• **Work task**:
Sort through the listing below and keep each line with the word "ghost". Copy those.

• **Exercise data**:
***

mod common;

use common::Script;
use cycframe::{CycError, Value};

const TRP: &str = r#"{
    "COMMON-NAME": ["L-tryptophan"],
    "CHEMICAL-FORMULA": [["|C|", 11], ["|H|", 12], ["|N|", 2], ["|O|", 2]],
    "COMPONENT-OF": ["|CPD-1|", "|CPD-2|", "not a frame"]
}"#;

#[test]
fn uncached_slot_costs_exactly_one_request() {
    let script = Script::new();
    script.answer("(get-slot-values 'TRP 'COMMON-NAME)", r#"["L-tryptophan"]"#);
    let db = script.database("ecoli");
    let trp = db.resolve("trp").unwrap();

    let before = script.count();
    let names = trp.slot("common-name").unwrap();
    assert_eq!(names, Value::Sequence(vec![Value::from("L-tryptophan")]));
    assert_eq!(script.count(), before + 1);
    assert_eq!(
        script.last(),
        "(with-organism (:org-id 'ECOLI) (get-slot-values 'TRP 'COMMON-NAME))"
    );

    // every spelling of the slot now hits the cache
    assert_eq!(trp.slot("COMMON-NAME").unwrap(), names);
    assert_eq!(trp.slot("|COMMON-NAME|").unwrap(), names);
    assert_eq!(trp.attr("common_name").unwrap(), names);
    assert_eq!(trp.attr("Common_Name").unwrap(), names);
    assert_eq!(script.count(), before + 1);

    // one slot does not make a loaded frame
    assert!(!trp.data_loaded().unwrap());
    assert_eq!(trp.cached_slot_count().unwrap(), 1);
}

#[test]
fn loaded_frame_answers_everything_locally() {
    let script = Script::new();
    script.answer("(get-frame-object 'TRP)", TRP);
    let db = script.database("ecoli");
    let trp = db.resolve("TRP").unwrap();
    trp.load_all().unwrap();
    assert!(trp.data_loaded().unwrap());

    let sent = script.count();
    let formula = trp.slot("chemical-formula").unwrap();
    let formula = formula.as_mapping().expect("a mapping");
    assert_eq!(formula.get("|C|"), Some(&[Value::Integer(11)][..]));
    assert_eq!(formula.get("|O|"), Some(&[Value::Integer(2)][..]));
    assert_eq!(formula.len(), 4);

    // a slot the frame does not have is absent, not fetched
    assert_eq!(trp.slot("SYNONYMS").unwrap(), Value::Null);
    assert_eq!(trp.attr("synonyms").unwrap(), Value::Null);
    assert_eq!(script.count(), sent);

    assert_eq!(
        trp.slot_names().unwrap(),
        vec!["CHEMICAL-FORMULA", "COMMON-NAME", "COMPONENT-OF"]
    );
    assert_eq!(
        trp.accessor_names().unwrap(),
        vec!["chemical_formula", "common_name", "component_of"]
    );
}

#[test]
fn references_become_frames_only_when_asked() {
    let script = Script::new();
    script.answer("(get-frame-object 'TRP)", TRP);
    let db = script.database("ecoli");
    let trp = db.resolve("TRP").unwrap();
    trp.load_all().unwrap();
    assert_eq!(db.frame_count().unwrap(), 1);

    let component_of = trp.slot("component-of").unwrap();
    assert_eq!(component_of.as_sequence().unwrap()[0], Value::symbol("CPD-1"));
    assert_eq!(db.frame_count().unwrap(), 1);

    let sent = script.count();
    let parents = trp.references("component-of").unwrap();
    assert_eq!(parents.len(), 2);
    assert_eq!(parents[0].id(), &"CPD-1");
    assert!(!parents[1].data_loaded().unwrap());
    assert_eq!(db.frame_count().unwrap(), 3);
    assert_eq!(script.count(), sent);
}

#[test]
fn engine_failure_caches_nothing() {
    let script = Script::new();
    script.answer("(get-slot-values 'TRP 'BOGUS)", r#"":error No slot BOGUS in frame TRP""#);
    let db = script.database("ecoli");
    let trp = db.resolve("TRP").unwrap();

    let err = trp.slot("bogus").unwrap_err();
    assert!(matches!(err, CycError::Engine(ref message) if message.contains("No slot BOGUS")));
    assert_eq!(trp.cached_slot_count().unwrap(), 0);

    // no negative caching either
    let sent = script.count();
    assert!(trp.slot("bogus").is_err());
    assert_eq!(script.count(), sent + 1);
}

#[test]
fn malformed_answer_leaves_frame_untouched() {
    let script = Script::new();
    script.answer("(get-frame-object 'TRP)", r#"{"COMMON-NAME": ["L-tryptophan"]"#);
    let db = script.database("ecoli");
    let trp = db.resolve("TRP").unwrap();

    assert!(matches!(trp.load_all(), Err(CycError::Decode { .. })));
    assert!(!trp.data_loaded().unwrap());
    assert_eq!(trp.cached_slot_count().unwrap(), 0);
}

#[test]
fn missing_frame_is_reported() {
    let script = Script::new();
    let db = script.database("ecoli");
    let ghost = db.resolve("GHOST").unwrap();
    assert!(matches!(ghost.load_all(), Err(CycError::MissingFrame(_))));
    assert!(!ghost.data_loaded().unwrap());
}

***

• **Output**:
    let ghost = db.resolve("GHOST").unwrap();
    assert!(matches!(ghost.load_all(), Err(CycError::MissingFrame(_))));
    assert!(!ghost.data_loaded().unwrap());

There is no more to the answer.